Getting Down and Dirty

May 29, 2018 by  
Filed under Hot Button / Lynn Ashby

THE YARD – OK, my last get-rich-scheme didn’t work, but how was I to know that Trump would be such unifier? This time, it’s a sure-fire bonanza. I’m going to sell dirt. You laugh, so I will explain. The New York Times runs the Times Insider, which delivers behind-the-scenes insights into how news, features and opinion come together at the paper. The book editor explains how her staff reviews about 3 percent of the books they receive. Covering the White House is most interesting. Often the first-person articles are very funny or self-deprecating. Recently, the paper ran a story in that series about how their science writer, who focuses on climate change (yes, with 1,200 journalists they can specialize) went looking for a bag of dirt. Not very scientific, but important to him and his family.

You see, the reporter is John Schwartz. Both he and his wife, Jeanne, are from Texas, but they were living in New York City, unable to return home for the birth of their first child, and they wanted the baby to at least be born over Texas soil. Schwartz got friends back home to send him Texas soil from various parts of the state, including his home, Galveston. One friend also sent some soil — he said he chipped a piece off the Alamo, too, but Schwartz didn’t believe him. He wrote: “It might sound like a nutty idea, but it wasn’t a new one. I first heard of it during a study abroad program in Siena, Italy, in the 1970s. The Sienese have fierce loyalty to their neighborhoods, or contrade. Since there was, historically, only one hospital in one contrada, people from the others would bring some dirt from their own neighborhood into the delivery room for births.”

The expectant father checked with the delivering doctor about the idea. She said it was fine (she was Italian) so long as the dirt was in a sealed container and placed underneath the delivery table. Alas, after all the trouble, Swartz was stuck in traffic and missed the birth of daughter Elizabeth. End of story? Not quite. Schwartz explains: “Despite the frequent characterization of people who work at The New York Times as Northeastern elites, we come from all over the nation, and the world.” He wrote that some of the journalists want to pass that heritage on to their kids, which is how a humble bag of dirt became a newsroom resource.

Other Times’ Texans heard of the bag and one by one sought out the soil for the birth of their own Texpatriates. Once Schwartz had to race downtown to greet an impending father who stepped out of the delivery room to meet Schwartz in a hospital hallway. He tossed the bag. His fellow Times’ journalist snapped it out of the air and ran back to the delivery room just in time. Last October, the Times Metro reporter, Emma Fitzsimmons, borrowed the bag for the birth of her first child, Hudson. Her dad wrapped the bag in a little Texas flag and, the new mother later related, she “touched the flag to his cute little baby toes within a few hours of his birth so that he would ‘step foot on Texas soil before any other.’” The flag remains wrapped around the bag for more births.

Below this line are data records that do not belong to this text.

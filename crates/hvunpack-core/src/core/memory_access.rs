use serde::{Deserialize, Serialize};

bitflags::bitflags! {
    /// Access rights of a guest frame.
    ///
    /// These flags double as the trap vocabulary: a right missing from a
    /// frame's SLAT entry faults into the detector, so `RWX` means no
    /// trap fires and an armed frame carries the complement of the rights
    /// being watched.
    #[derive(Debug, Default, Clone, Copy, PartialEq, Eq, Hash, Serialize, Deserialize)]
    pub struct MemoryAccess: u8 {
        /// The frame may be read.
        const R = 1 << 0;

        /// The frame may be written.
        const W = 1 << 1;

        /// The frame may be fetched for execution.
        const X = 1 << 2;

        /// Read and write.
        const RW = Self::R.bits() | Self::W.bits();

        /// Read and execute.
        const RX = Self::R.bits() | Self::X.bits();

        /// Unrestricted access.
        const RWX = Self::R.bits() | Self::W.bits() | Self::X.bits();
    }
}

impl std::fmt::Display for MemoryAccess {
    /// Formats the rights `ls`-style, e.g. `rw-` or `--x`.
    fn fmt(&self, f: &mut std::fmt::Formatter) -> std::fmt::Result {
        let mark = |right, letter| if self.contains(right) { letter } else { '-' };

        write!(
            f,
            "{}{}{}",
            mark(MemoryAccess::R, 'r'),
            mark(MemoryAccess::W, 'w'),
            mark(MemoryAccess::X, 'x'),
        )
    }
}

Swartz got resolutions from the Texas State Senate that mentioned the dirt and declared Elizabeth “a child of the Lone Star State.” (The resolution did not, alas, declare her eligible for in-state tuition.) He kept the bag for the births of their second and third children. “They got resolutions, too. Resolutions are fairly easy to get when your father is a former member of the State Senate.” His father was State Sen. A.R. “Babe” Swartz, whom I covered along with the rest of the lawmakers back then. Babe was a liberal Democrat (everyone was a Dem at that time) whom I remember because he once got in a fist fight with another senator on the floor of the Senate.

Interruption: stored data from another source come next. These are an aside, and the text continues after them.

//! Dump jobs and the bounded persistence queue.
//!
//! A dump job is one triggered snapshot: the ordered segments of the
//! monitored process's address space plus the trigger context. Jobs are
//! handed to a writer thread over a bounded channel; a full queue blocks
//! the producer, which is the event loop with the faulting vCPU still
//! paused, so backpressure pauses the guest instead of dropping data.
//!
//! Each segment buffer is owned by exactly one job; the transfer at
//! enqueue is final.

use std::{
    fs::File,
    io::{BufWriter, Write},
    path::{Path, PathBuf},
    sync::mpsc,
    thread,
};

use hvunpack_core::{MemoryAccess, Pid, Va};
use serde::Serialize;

use crate::{UnpackError, vad::VadType};

/// A captured range of the guest's virtual address space.
#[derive(Debug)]
pub struct MemorySegment {
    /// Virtual base address of the range.
    pub base: Va,

    /// Nominal size of the range in bytes.
    pub va_size: u64,

    /// The type of the backing VAD.
    pub vad_type: VadType,

    /// Protection of the range.
    pub protection: MemoryAccess,

    /// Whether the range is private to the process.
    pub is_private: bool,

    /// Backing file name, if any.
    pub filename: Option<String>,

    /// The captured bytes. May be shorter than `va_size` when parts of the
    /// range were paged out.
    pub data: Vec<u8>,
}

/// One triggered snapshot of a process address space.
#[derive(Debug)]
pub struct DumpJob {
    /// Sequence number, assigned in trigger order.
    pub seq: u64,

    /// The process the snapshot belongs to.
    pub pid: Pid,

    /// Instruction pointer at the triggering fault.
    pub rip: Va,

    /// Virtual address whose execution triggered the dump.
    pub trigger: Va,

    /// The captured segments, in ascending base order.
    pub segments: Vec<MemorySegment>,
}

/// One record of the `.map` sidecar.
#[derive(Serialize)]
struct MapRecord<'a> {
    offset: u64,
    virtual_base: Va,
    size: u64,
    captured: u64,
    protection: String,
    vadtype: VadType,
    isprivate: bool,
    #[serde(skip_serializing_if = "Option::is_none")]
    filename: Option<&'a String>,
    rip: Va,
}

/// The producer side of the dump queue.
pub struct DumpSender {
    tx: mpsc::SyncSender<DumpJob>,
}

impl DumpSender {
    /// Queues a job for persistence, blocking while the queue is full.
    pub fn enqueue(&self, job: DumpJob) -> Result<(), UnpackError> {
        tracing::debug!(
            seq = job.seq,
            pid = %job.pid,
            segments = job.segments.len(),
            "queueing dump"
        );

        self.tx.send(job).map_err(|_| UnpackError::QueueClosed)
    }
}

/// Handle to the writer thread.
pub struct DumpWriter {
    thread: thread::JoinHandle<()>,
}

impl DumpWriter {
    /// Waits for the writer to drain the queue and exit.
    ///
    /// Every `DumpSender` must be dropped first, or this blocks forever.
    pub fn finish(self) {
        if self.thread.join().is_err() {
            tracing::error!("dump writer thread panicked");
        }
    }
}

/// Spawns the writer thread behind a bounded queue.
pub fn spawn_writer(output_dir: impl Into<PathBuf>, capacity: usize) -> (DumpSender, DumpWriter) {
    let output_dir = output_dir.into();
    let (tx, rx) = mpsc::sync_channel::<DumpJob>(capacity);

    let thread = thread::spawn(move || {
        while let Ok(job) = rx.recv() {
            if let Err(err) = persist(&output_dir, &job) {
                tracing::error!(seq = job.seq, pid = %job.pid, ?err, "failed to persist dump");
            }
        }
    });

    (DumpSender { tx }, DumpWriter { thread })
}

/// Writes one job to disk.
///
/// `<seq>.<pid>.dump` holds the concatenated segment bytes; jobs with more
/// than one segment also get a `<seq>.<pid>.map` sidecar describing each
/// segment's place in the concatenation.
fn persist(output_dir: &Path, job: &DumpJob) -> Result<(), std::io::Error> {
    let stem = format!("{:04}.{}", job.seq, job.pid);

    let dump_path = output_dir.join(format!("{stem}.dump"));
    let mut dump = BufWriter::new(File::create(&dump_path)?);
    for segment in &job.segments {
        dump.write_all(&segment.data)?;
    }
    dump.flush()?;

    if job.segments.len() > 1 {
        let map_path = output_dir.join(format!("{stem}.map"));
        let mut map = BufWriter::new(File::create(&map_path)?);

        let mut offset = 0u64;
        for segment in &job.segments {
            let record = MapRecord {
                offset,
                virtual_base: segment.base,
                size: segment.va_size,
                captured: segment.data.len() as u64,
                protection: segment.protection.to_string(),
                vadtype: segment.vad_type,
                isprivate: segment.is_private,
                filename: segment.filename.as_ref(),
                rip: job.rip,
            };

            serde_json::to_writer(&mut map, &record)?;
            map.write_all(b"\n")?;

            offset += segment.data.len() as u64;
        }
        map.flush()?;
    }

    tracing::info!(
        seq = job.seq,
        pid = %job.pid,
        rip = %job.rip,
        path = %dump_path.display(),
        "dump persisted"
    );

    Ok(())
}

This bag of dirt story has a particular resonance with me, because I, too, worked at The New York Times, for seven years, which was too long, I should have come home before then. I worked in the Times City Room writing hourly news for the paper’s radio station. Never made it to the big time, but it was fun, and maybe I should have stayed longer. Despite what some like hear about failing newspapers and declining circulation, the Times has more readers than ever, and more than half read it on-line. Today, all those Texans working at the paper, is a big change. Back when I worked there, I was the Token Texan, the Lone Star Loner. It was a delicate time, because the Southern civil rights campaign was in full strength, and New Yorkers, having a perfect civil rights record, simply didn’t like Texans or any other Southerners. Things got really testy for us Dallasites on Nov. 22, 1963. A friend of mine from Big D was visiting a NYC office when another man ran in and shouted: “Now you’ve done it! You’ve killed our president!” I was regarded with suspicion, but no one messed with me.

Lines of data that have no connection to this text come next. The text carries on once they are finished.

use std::path::PathBuf;

use hvunpack_core::Pid;

use crate::classify::FilterPolicy;

/// The process the unpacker attaches to.
#[derive(Debug, Clone)]
pub enum Target {
    /// A process selected by its identifier.
    Pid(Pid),

    /// A process selected by its image file name.
    Name(String),
}

/// Immutable configuration for one unpacking run.
///
/// Built once by the caller and threaded through the component
/// constructors.
#[derive(Debug, Clone)]
pub struct UnpackConfig {
    /// Directory the dump artifacts are written to.
    pub output_dir: PathBuf,

    /// The process to monitor.
    pub target: Target,

    /// Whether child processes are enlisted as they are created.
    pub follow_children: bool,

    /// Which page categories participate beyond code and unknown pages.
    pub filter: FilterPolicy,

    /// Capacity of the bounded dump queue.
    pub queue_capacity: usize,

    /// Maximum number of segments captured per dump.
    pub max_segments: usize,
}

impl UnpackConfig {
    /// Default capacity of the dump queue.
    pub const DEFAULT_QUEUE_CAPACITY: usize = 64;

    /// Default segment cap per dump.
    pub const DEFAULT_MAX_SEGMENTS: usize = 1024;

    /// Creates a configuration with default limits.
    pub fn new(output_dir: impl Into<PathBuf>, target: Target) -> Self {
        Self {
            output_dir: output_dir.into(),
            target,
            follow_children: false,
            filter: FilterPolicy::default(),
            queue_capacity: Self::DEFAULT_QUEUE_CAPACITY,
            max_segments: Self::DEFAULT_MAX_SEGMENTS,
        }
    }
}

This bag of Texas dirt program is actually not new. It used to be that some state office, probably the Texas Land Office, would mail a bag of Texas dirt to any former and homesick Texpatriate at no charge. They may still do it, I don’t know, but this brings me to why I am digging up dirt from my yard. It’s part of my latest get-rich-scheme: selling Texas dirt, plus smog from the Houston Ship Channel, cow droppings from the Panhandle and hot air from the Legislature.

No, I didn’t do the dirt bit. We have three kids. Two were born in NYC and live in Houston. One was born in Houston and lives in NYC. Go figure.